11 October 2019

Saint Agnes Church,
a church with roots in
Cornish Celtic Christianity

Inside the Church of Saint Agnes in the village of St Agnes on the north coast of Cornwall (Photograph: Patrick Comerford, 2019)

Patrick Comerford

I have been visiting a number of beautiful towns and villages in rural Cornwall this week, beginning with St Agnes on the north coast in a designated Area of Outstanding Natural Beauty, 13 km north-west of Truro, where I have been staying, and 16 km south-west of Newquay.

In summertime, picturesque St Agnes is a popular place for tourists, with its the rugged landscape, sheltered beach, shops, bars, restaurants old stone cottages that line the streets and are staggered down the steep hills.

This is Poldark country, and until the 1920s, St Agnes was a centre for mining tin, copper, and arsenic. The remains of the tin mines are now part of Cornwall’s Mining World Heritage area.

Some stories say St Agnes takes its name from the local legend of Bolster the Giant, who terrified villagers and ate small children. But he fell in love with a beautiful young Agnes and wanted to marry her.

Agnes asked Bolster to prove his love for her by filling a hole in the rocks by Chapel Porth with his blood. But he did not realise hole ran right down through the cliffs and into the sea. Bolster was tricked and died on the cliffs. St Agnes was hailed a heroine, and the village took her name.

The Church of Saint Agnes stands the site of a church dating back to Celtic times (Photograph: Patrick Comerford, 2019)

However, the parish church says it is named the Roman martyr Saint Agnes, who refused to marry a son of Sempronius, a governor of Rome and member of the Sempronia family.

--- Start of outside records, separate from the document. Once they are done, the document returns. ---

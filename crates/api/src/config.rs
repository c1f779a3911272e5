use webtoapp_pipeline::GenerationDelays;

use crate::auth::jwt::JwtConfig;

/// Server configuration loaded from environment variables.
///
/// All fields have defaults suitable for local development except the JWT
/// secret.
#[derive(Debug, Clone)]
pub struct ServerConfig {
    /// Bind address (default: `0.0.0.0`).
    pub host: String,
    /// Bind port (default: `3000`).
    pub port: u16,
    /// Allowed CORS origins, parsed from comma-separated `CORS_ORIGINS` env var.
    pub cors_origins: Vec<String>,
    /// HTTP request timeout in seconds (default: `30`).
    pub request_timeout_secs: u64,
    /// Seconds to wait for the event persistence task to drain after the
    /// listener stops (default: `5`).
    pub shutdown_timeout_secs: u64,
    /// JWT token configuration (secret, expiry).
    pub jwt: JwtConfig,
    /// Simulated build stage durations for the generation runner.
    pub generation: GenerationDelays,
}

impl ServerConfig {
    /// Load configuration from environment variables with defaults.
    ///
    /// | Env Var                | Default                    |
    /// |------------------------|----------------------------|
    /// | `HOST`                 | `0.0.0.0`                  |
    /// | `PORT`                 | `3000`                     |
    /// | `CORS_ORIGINS`         | `http://localhost:5173`    |
    /// | `REQUEST_TIMEOUT_SECS` | `30`                       |
    /// | `SHUTDOWN_TIMEOUT_SECS`| `5`                        |
    ///
    /// See [`JwtConfig::from_env`] and [`GenerationDelays::from_env`] for the
    /// remaining variables.
    pub fn from_env() -> Self {
        let host = std::env::var("HOST").unwrap_or_else(|_| "0.0.0.0".into());

        let port: u16 = std::env::var("PORT")
            .unwrap_or_else(|_| "3000".into())
            .parse()
            .expect("PORT must be a valid u16");

        let cors_origins: Vec<String> = std::env::var("CORS_ORIGINS")
            .unwrap_or_else(|_| "http://localhost:5173".into())
            .split(',')
            .map(|s| s.trim().to_string())
            .filter(|s| !s.is_empty())
            .collect();

        let request_timeout_secs: u64 = std::env::var("REQUEST_TIMEOUT_SECS")
            .unwrap_or_else(|_| "30".into())
            .parse()
            .expect("REQUEST_TIMEOUT_SECS must be a valid u64");

        let shutdown_timeout_secs: u64 = std::env::var("SHUTDOWN_TIMEOUT_SECS")
            .unwrap_or_else(|_| "5".into())
            .parse()
            .expect("SHUTDOWN_TIMEOUT_SECS must be a valid u64");

        Self {
            host,
            port,
            cors_origins,
            request_timeout_secs,
            shutdown_timeout_secs,
            jwt: JwtConfig::from_env(),
            generation: GenerationDelays::from_env(),
        }
    }
}
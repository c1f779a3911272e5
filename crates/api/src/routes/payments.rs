//! Route definitions for the user-facing `/payment-receipts` resource.

use axum::routing::get;
use axum::Router;

use crate::handlers::payments;
use crate::state::AppState;

/// Routes mounted at `/payment-receipts`.
///
/// ```text
/// GET    /                -> list_my_receipts
/// POST   /                -> submit_receipt
/// ```
pub fn router() -> Router<AppState> {
    Router::new().route(
        "/",
        get(payments::list_my_receipts).post(payments::submit_receipt),
    )
}
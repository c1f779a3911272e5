//! Admin key/value setting model.

use serde::Serialize;
use sqlx::FromRow;
use webtoapp_core::types::{DbId, Timestamp};

/// A row from the `admin_settings` table.
#[derive(Debug, Clone, FromRow, Serialize)]
pub struct AdminSetting {
    pub id: DbId,
    pub key: String,
    pub value: String,
    pub created_at: Timestamp,
    pub updated_at: Timestamp,
}
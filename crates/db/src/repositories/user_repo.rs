//! Repository for the `users` table.

use sqlx::PgPool;
use webtoapp_core::types::DbId;

use crate::models::user::{CreateUser, User};

/// Column list shared across queries to avoid repetition.
const COLUMNS: &str = "id, email, password_hash, first_name, last_name, plan, role, \
                        is_email_verified, created_at, updated_at";

/// Provides CRUD operations for users.
pub struct UserRepo;

impl UserRepo {
    /// Insert a new unverified user on the free plan, returning the created row.
    pub async fn create(pool: &PgPool, input: &CreateUser) -> Result<User, sqlx::Error> {
        let query = format!(
            "INSERT INTO users (email, password_hash, first_name, last_name)
             VALUES ($1, $2, $3, $4)
             RETURNING {COLUMNS}"
        );
        sqlx::query_as::<_, User>(&query)
            .bind(&input.email)
            .bind(&input.password_hash)
            .bind(&input.first_name)
            .bind(&input.last_name)
            .fetch_one(pool)
            .await
    }

    /// Find a user by internal ID.
    pub async fn find_by_id(pool: &PgPool, id: DbId) -> Result<Option<User>, sqlx::Error> {
        let query = format!("SELECT {COLUMNS} FROM users WHERE id = $1");
        sqlx::query_as::<_, User>(&query)
            .bind(id)
            .fetch_optional(pool)
            .await
    }

    /// Find a user by email (case-insensitive).
    pub async fn find_by_email(pool: &PgPool, email: &str) -> Result<Option<User>, sqlx::Error> {
        let query = format!("SELECT {COLUMNS} FROM users WHERE LOWER(email) = LOWER($1)");
        sqlx::query_as::<_, User>(&query)
            .bind(email)
            .fetch_optional(pool)
            .await
    }

    /// List all users ordered by most recently created first.
    pub async fn list(pool: &PgPool) -> Result<Vec<User>, sqlx::Error> {
        let query = format!("SELECT {COLUMNS} FROM users ORDER BY created_at DESC");
        sqlx::query_as::<_, User>(&query).fetch_all(pool).await
    }

    /// Mark a user's email as verified.
    ///
    /// Returns `true` if the row was updated.
    pub async fn mark_email_verified(pool: &PgPool, id: DbId) -> Result<bool, sqlx::Error> {
        let result = sqlx::query("UPDATE users SET is_email_verified = true WHERE id = $1")
            .bind(id)
            .execute(pool)
            .await?;
        Ok(result.rows_affected() > 0)
    }

    /// Change a user's subscription plan.
    ///
    /// Returns `None` if no row with the given `id` exists.
    pub async fn update_plan(
        pool: &PgPool,
        id: DbId,
        plan: &str,
    ) -> Result<Option<User>, sqlx::Error> {
        let query = format!("UPDATE users SET plan = $2 WHERE id = $1 RETURNING {COLUMNS}");
        sqlx::query_as::<_, User>(&query)
            .bind(id)
            .bind(plan)
            .fetch_optional(pool)
            .await
    }

    /// Change a user's role.
    ///
    /// Returns `None` if no row with the given `id` exists.
    pub async fn update_role(
        pool: &PgPool,
        id: DbId,
        role: &str,
    ) -> Result<Option<User>, sqlx::Error> {
        let query = format!("UPDATE users SET role = $2 WHERE id = $1 RETURNING {COLUMNS}");
        sqlx::query_as::<_, User>(&query)
            .bind(id)
            .bind(role)
            .fetch_optional(pool)
            .await
    }

    /// Delete a user and (by cascade) their apps and receipts.
    ///
    /// Returns `true` if a row was removed.
    pub async fn delete(pool: &PgPool, id: DbId) -> Result<bool, sqlx::Error> {
        let result = sqlx::query("DELETE FROM users WHERE id = $1")
            .bind(id)
            .execute(pool)
            .await?;
        Ok(result.rows_affected() > 0)
    }
}
//! Repository layer.
//!
//! Each repository is a zero-sized struct providing async CRUD methods
//! that accept `&PgPool` as the first argument.

pub mod ad_source_repo;
pub mod admin_setting_repo;
pub mod app_repo;
pub mod event_repo;
pub mod payment_method_repo;
pub mod payment_receipt_repo;
pub mod user_repo;

pub use ad_source_repo::AdSourceRepo;
pub use admin_setting_repo::AdminSettingRepo;
pub use app_repo::AppRepo;
pub use event_repo::EventRepo;
pub use payment_method_repo::PaymentMethodRepo;
pub use payment_receipt_repo::PaymentReceiptRepo;
pub use user_repo::UserRepo;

She was martyred on 21 January 304, during the persecutions of the Emperor Diocletian.

The first church in Saint Agnes was believed to have been built as an early Celtic church, sometime between 410 and 1066. A second church was built before 1331, and there are records of a visit by the bishop that year, when the church is described as being ‘sadly neglected.’

Inside the Church of Saint Agnes looking west (Photograph: Patrick Comerford, 2019)

The records of the Diocese of Exeter refer to a chapel of Saint Agnes in the parish of Perranzabuloe (Perranporth) in 1374. A second, or third, Church of Saint Agnes was built on the same site around 1482. However, nothing survives of that church, apart from the lower part of the bell tower.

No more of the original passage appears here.